El pasado 20 de mayo se celebró en Praga la esperada cumbre entre la UE y China, prevista inicialmente para diciembre y aplazada como consecuencia de la reunión entre el Dalai Lama y el presidente francés Nicolas Sarkozy, entonces titular de la presidencia rotatoria de la UE, recepción que desató las inevitables iras del gobierno chino. Pero el encuentro en la capital checa para poco más ha servido que para escenificar las diferencias que les separan, sin atisbar el diseño general de un nuevo marco contextualizador de las relaciones bilaterales, a la vista del renovado enfoque, más exigente, que ambiciona implementar la UE.
Convertida en 2006 en el primer destino de sus exportaciones, a China le interesa de la UE el reconocimiento como economía de mercado, la colaboración ante la crisis y frente al proteccionismo comercial, el levantamiento del embargo de la venta de armas, la plena liberalización de los intercambios tecnológicos, pero, sobre todo, un marco distendido que interiorice la trascendencia de las relaciones bilaterales. Sus guiños previos en forma de diplomacia económica, anunciando una segunda misión comercial de compra, parecen haber servido de poco.
Aun así, la mayor reprimenda de Beijing a Bruselas es de orden político. China acusa a la UE de carecer de perspectiva en sus relaciones y de atorarse en asuntos de reducido calado y estructuralmente marginales aun cuando afectan a su sacrosanta soberanía (leáse Tibet, derechos humanos o la distante gestión de contenciosos exteriores como Sudán-Darfur o Myanmar).
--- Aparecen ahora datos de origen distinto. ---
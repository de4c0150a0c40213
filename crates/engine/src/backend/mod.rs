//! Generative backend contract shared by the intent classifier and the
//! LLM-answer tool.

pub mod gemini;

use async_trait::async_trait;
use serde_json::Value;
use switchboard_shared::FunctionDeclaration;

pub use gemini::GeminiClient;

/// One stateless call to a generative backend.
#[derive(Debug, Clone, Default)]
pub struct GenerateRequest {
    pub system: Option<String>,
    pub prompt: String,
    /// Functions the backend may call. Empty for plain text generation.
    pub functions: Vec<FunctionDeclaration>,
    /// When set, the backend must answer with exactly one function call.
    pub force_function_call: bool,
}

impl GenerateRequest {
    pub fn text(prompt: impl Into<String>) -> Self {
        Self {
            prompt: prompt.into(),
            ..Default::default()
        }
    }
}

#[derive(Debug, Clone, Default)]
pub struct GenerateResponse {
    pub text: Option<String>,
    pub function_call: Option<FunctionCall>,
}

#[derive(Debug, Clone, PartialEq)]
pub struct FunctionCall {
    pub name: String,
    pub arguments: Value,
}

#[derive(Debug, thiserror::Error)]
pub enum BackendError {
    #[error("API key is not configured")]
    MissingApiKey,

    #[error("request timed out")]
    Timeout,

    #[error("network error: {0}")]
    Network(String),

    #[error("API error {status}: {message}")]
    Api { status: u16, message: String },

    #[error("invalid response: {0}")]
    InvalidResponse(String),
}

impl From<reqwest::Error> for BackendError {
    fn from(e: reqwest::Error) -> Self {
        if e.is_timeout() {
            BackendError::Timeout
        } else if e.is_decode() {
            BackendError::InvalidResponse(e.to_string())
        } else {
            BackendError::Network(e.to_string())
        }
    }
}

#[async_trait]
pub trait GenerativeBackend: Send + Sync {
    async fn generate(&self, request: GenerateRequest) -> Result<GenerateResponse, BackendError>;
}
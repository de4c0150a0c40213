use switchboard_shared::{RoutedResponse, ToolId, ToolUsed};

use super::classifier::ClassificationError;
use super::extractor::ExtractionError;
use crate::tools::ToolError;

/// Why a request ended in the `Failed` state. Rendered into the response
/// `result` rather than surfaced as a transport error.
#[derive(Debug, thiserror::Error)]
pub enum DispatchFailure {
    #[error("Unable to route query: {0}")]
    Unroutable(String),

    #[error("Classifier unavailable: {0}")]
    ClassifierUnavailable(String),

    #[error("{source}")]
    Extraction {
        tool: ToolId,
        source: ExtractionError,
    },

    #[error("{source}")]
    Execution { tool: ToolId, source: ToolError },
}

impl DispatchFailure {
    /// Best-known tool at the point of failure.
    pub fn tool_used(&self) -> ToolUsed {
        match self {
            DispatchFailure::Unroutable(_) | DispatchFailure::ClassifierUnavailable(_) => {
                ToolUsed::Unknown
            }
            DispatchFailure::Extraction { tool, .. } | DispatchFailure::Execution { tool, .. } => {
                ToolUsed::from(*tool)
            }
        }
    }
}

impl From<ClassificationError> for DispatchFailure {
    fn from(e: ClassificationError) -> Self {
        match e {
            ClassificationError::Unroutable(reason) => DispatchFailure::Unroutable(reason),
            other => DispatchFailure::ClassifierUnavailable(other.to_string()),
        }
    }
}

pub fn completed(query: &str, tool: ToolId, result: String) -> RoutedResponse {
    RoutedResponse {
        query: query.to_string(),
        tool_used: tool.into(),
        result,
    }
}

pub fn failed(query: &str, failure: &DispatchFailure) -> RoutedResponse {
    RoutedResponse {
        query: query.to_string(),
        tool_used: failure.tool_used(),
        result: failure.to_string(),
    }
}

/// One newline-terminated JSON line, the whole streamed body.
pub fn to_chunk(response: &RoutedResponse) -> Result<String, serde_json::Error> {
    let mut line = serde_json::to_string(response)?;
    line.push('\n');
    Ok(line)
}

#[cfg(test)]
mod tests {
    use super::*;
    use crate::tools::ToolErrorKind;

    #[test]
    fn test_success_response() {
        let response = completed("What's 42 * 6?", ToolId::Math, "252".into());
        assert_eq!(response.query, "What's 42 * 6?");
        assert_eq!(response.tool_used, ToolUsed::Math);
        assert_eq!(response.result, "252");
    }

    #[test]
    fn test_tool_failure_keeps_tool() {
        let failure = DispatchFailure::Execution {
            tool: ToolId::Math,
            source: ToolError::new(
                ToolErrorKind::DivisionByZero,
                "division by zero is not allowed",
            ),
        };
        let response = failed("10 / 0", &failure);
        assert_eq!(response.tool_used, ToolUsed::Math);
        assert_eq!(response.result, "Division by zero: division by zero is not allowed");
    }

    #[test]
    fn test_classification_failures_are_unknown() {
        let failure = DispatchFailure::from(ClassificationError::Unroutable("ambiguous".into()));
        let response = failed("q", &failure);
        assert_eq!(response.tool_used, ToolUsed::Unknown);
        assert_eq!(response.result, "Unable to route query: ambiguous");

        let failure = DispatchFailure::from(ClassificationError::MissingCredential);
        assert_eq!(
            failed("q", &failure).result,
            "Classifier unavailable: generative backend API key is not configured"
        );
    }

    #[test]
    fn test_extraction_failure_message() {
        let failure = DispatchFailure::Extraction {
            tool: ToolId::Weather,
            source: ExtractionError::MissingLocation,
        };
        let response = failed("weather?", &failure);
        assert_eq!(response.tool_used, ToolUsed::Weather);
        assert_eq!(response.result, "Could not determine location from query");
    }

    #[test]
    fn test_to_chunk_is_one_line() {
        let chunk = to_chunk(&completed("q", ToolId::Llm, "line one\nline two".into())).unwrap();
        assert!(chunk.ends_with('\n'));
        assert_eq!(chunk.matches('\n').count(), 1);

        let parsed: RoutedResponse = serde_json::from_str(chunk.trim_end()).unwrap();
        assert_eq!(parsed.result, "line one\nline two");
    }
}
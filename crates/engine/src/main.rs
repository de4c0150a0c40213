use anyhow::Result;
use std::sync::Arc;
use tokio::sync::watch;

use switchboard_engine::{api, Dispatcher, EngineConfig};

#[tokio::main]
async fn main() -> Result<()> {
    dotenvy::dotenv().ok();
    env_logger::Builder::from_env(env_logger::Env::default().default_filter_or("info")).init();

    let config = EngineConfig::from_env()?;
    config.warn_missing_credentials();
    log::info!(
        "Starting Switchboard (model {}, upstream timeout {}s)",
        config.model,
        config.upstream_timeout.as_secs()
    );

    let dispatcher = Arc::new(Dispatcher::from_config(&config)?);

    let (shutdown_tx, shutdown_rx) = watch::channel(false);

    let addr = config.addr;
    let api_handle = tokio::spawn(async move {
        if let Err(e) = api::start_server(addr, dispatcher, shutdown_rx).await {
            log::error!("API server crashed: {}", e);
        }
    });

    tokio::signal::ctrl_c().await?;
    log::info!("Received shutdown signal...");

    let _ = shutdown_tx.send(true);
    let _ = api_handle.await;

    log::info!("Switchboard shutdown complete.");
    Ok(())
}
Los altibajos en las relaciones con la UE son producto de un mapa cada día más complejo. Ya no se trata de los profundos matices existentes en el orden de las estructuras supraestatales (Comisión o Parlamento europeo, por ejemplo, manteniendo cada una actitudes bien diferentes), ni tampoco de cada Estado a titulo individual con más que evidentes contrastes, sino a expensas de la actitud de la correspondiente presidencia de turno. Cuando a España le toque ejercer el mando de la UE en el primer semestre de 2010, ya se ha anunciado que hará todo lo posible, por ejemplo, para lograr su reconocimiento como economía de mercado por parte del bloque, cuestión que no es compartida por otros socios. Así las cosas, la falta de “seriedad” europea pone las cosas harto complejas a Beijing, obligándole a acelerar el paso en otras dimensiones: ganar influencia en las organizaciones internacionales, diálogo con EEUU, acercamiento a África o América del Sur, etc.
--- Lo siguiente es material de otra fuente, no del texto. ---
use async_trait::async_trait;
use reqwest::{Client, StatusCode};
use serde::Deserialize;
use std::sync::Arc;
use std::time::Duration;

use super::{ToolErrorKind, ToolOutcome};
use crate::config::EngineConfig;

/// Current conditions for one location, in metric units.
#[derive(Debug, Clone, PartialEq)]
pub struct CurrentConditions {
    pub temperature_c: f64,
    pub description: String,
    pub location: String,
    pub country: String,
}

#[derive(Debug, thiserror::Error)]
pub enum WeatherError {
    #[error("OPENWEATHER_API_KEY is not configured")]
    MissingApiKey,

    #[error("no weather data found for '{0}'")]
    NotFound(String),

    #[error("{0}")]
    Unavailable(String),
}

#[async_trait]
pub trait WeatherProvider: Send + Sync {
    async fn current(&self, location: &str) -> Result<CurrentConditions, WeatherError>;
}

#[derive(Deserialize, Debug)]
struct OwmResponse {
    #[serde(default)]
    name: String,
    #[serde(default)]
    main: Option<OwmMain>,
    #[serde(default)]
    weather: Vec<OwmWeather>,
    #[serde(default)]
    sys: Option<OwmSys>,
}

#[derive(Deserialize, Debug)]
struct OwmMain {
    temp: Option<f64>,
}

#[derive(Deserialize, Debug)]
struct OwmWeather {
    #[serde(default)]
    description: String,
}

#[derive(Deserialize, Debug)]
struct OwmSys {
    #[serde(default)]
    country: Option<String>,
}

#[derive(Deserialize, Debug)]
struct OwmError {
    #[serde(default)]
    message: String,
}

/// OpenWeatherMap current-weather client.
pub struct OpenWeatherClient {
    client: Client,
    api_key: Option<String>,
    base_url: String,
}

impl OpenWeatherClient {
    pub fn new(config: &EngineConfig) -> Result<Self, WeatherError> {
        let client = Client::builder()
            .user_agent("Switchboard/0.1")
            .timeout(config.upstream_timeout)
            .connect_timeout(config.upstream_timeout.min(Duration::from_secs(5)))
            .build()
            .map_err(|e| {
                WeatherError::Unavailable(format!("failed to build HTTP client: {}", e))
            })?;

        Ok(Self {
            client,
            api_key: config.openweather_api_key.clone(),
            base_url: config.openweather_base_url.trim_end_matches('/').to_string(),
        })
    }

    fn parse_conditions(
        location: &str,
        body: OwmResponse,
    ) -> Result<CurrentConditions, WeatherError> {
        let name = if body.name.is_empty() {
            location.to_string()
        } else {
            body.name
        };

        let temperature_c = body.main.and_then(|m| m.temp).ok_or_else(|| {
            WeatherError::Unavailable(format!("weather data for {} is missing temperature", name))
        })?;

        let description = body
            .weather
            .into_iter()
            .next()
            .map(|w| w.description)
            .filter(|d| !d.is_empty())
            .unwrap_or_else(|| "unknown".to_string());

        let country = body
            .sys
            .and_then(|s| s.country)
            .unwrap_or_else(|| "unknown".to_string());

        Ok(CurrentConditions {
            temperature_c,
            description,
            location: name,
            country,
        })
    }
}

#[async_trait]
impl WeatherProvider for OpenWeatherClient {
    async fn current(&self, location: &str) -> Result<CurrentConditions, WeatherError> {
        let api_key = self.api_key.as_deref().ok_or(WeatherError::MissingApiKey)?;

        let response = self
            .client
            .get(format!("{}/data/2.5/weather", self.base_url))
            .query(&[("q", location), ("appid", api_key), ("units", "metric")])
            .send()
            .await
            .map_err(|e| {
                if e.is_timeout() {
                    WeatherError::Unavailable("weather provider timed out".to_string())
                } else {
                    WeatherError::Unavailable(format!("weather provider unreachable: {}", e))
                }
            })?;

        let status = response.status();
        if status == StatusCode::NOT_FOUND {
            return Err(WeatherError::NotFound(location.to_string()));
        }
        if !status.is_success() {
            let text = response.text().await.unwrap_or_default();
            let message = serde_json::from_str::<OwmError>(&text)
                .map(|e| e.message)
                .ok()
                .filter(|m| !m.is_empty())
                .unwrap_or_else(|| status.to_string());
            return Err(WeatherError::Unavailable(format!(
                "weather provider returned {}: {}",
                status.as_u16(),
                message
            )));
        }

        let body = response
            .json::<OwmResponse>()
            .await
            .map_err(|e| WeatherError::Unavailable(format!("unreadable weather data: {}", e)))?;

        Self::parse_conditions(location, body)
    }
}

pub struct WeatherTool {
    provider: Arc<dyn WeatherProvider>,
}

impl WeatherTool {
    pub fn new(provider: Arc<dyn WeatherProvider>) -> Self {
        Self { provider }
    }

    pub async fn execute(&self, location: &str) -> ToolOutcome {
        match self.provider.current(location).await {
            Ok(c) => ToolOutcome::Success(format!(
                "It's {:.2}°C and {} in {}, {}.",
                c.temperature_c, c.description, c.location, c.country
            )),
            Err(WeatherError::MissingApiKey) => ToolOutcome::failure(
                ToolErrorKind::MissingCredential,
                WeatherError::MissingApiKey.to_string(),
            ),
            Err(e @ WeatherError::NotFound(_)) => {
                ToolOutcome::failure(ToolErrorKind::LocationNotFound, e.to_string())
            }
            Err(e @ WeatherError::Unavailable(_)) => {
                log::warn!("Weather lookup for '{}' failed: {}", location, e);
                ToolOutcome::failure(ToolErrorKind::UpstreamUnavailable, e.to_string())
            }
        }
    }
}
La incapacidad europea para defender una única posición ante China fragiliza su capacidad de negociación y brinda al gigante oriental la posibilidad de utilizar su atractivo comercial para debilitar su aparente cohesión, aunque sin lograr evitar los brotes de tensión como el registrado a finales de mayo último con la reunión del primer ministro danés con el Dalai Lama o la concesión de la ciudadanía honoraria por la ciudad de París. Es de imaginar que ello le anime a propiciar gestos políticos de acercamiento con la tradicional ductilidad de su diplomacia, vocacionalmente enemiga de las aristas.
Pero tamañas incoherencias malogran el interés de China por la UE, y explican su perplejidad ante la imposibilidad de establecer un marco dotado de un mínimo estabilidad, optando cada vez más por privilegiar el ámbito estatal con aquellos socios que identifica como más proclives al acuerdo (entre ellos, España).
En contraste, las relaciones entre China y EEUU se benefician no solo de su carácter privilegiado sino de la identificación cabal de los interlocutores y el establecimiento de políticas claras, aún con las inevitables ambigüedades al uso y bien conocidas de ambas partes.
El informe del Consejo de Relaciones Exteriores de la UE (A Power-Audit of EU-China Relations) a propósito de las relaciones con China, presentado recientemente, plantea un marco de mayor reclamo en el intercambio bilateral, pero exige coherencia y firmeza compartidas en su defensa y proyección, a riesgo contrario de hacer el ridículo, algo que Europa debe cuidarse de evitar.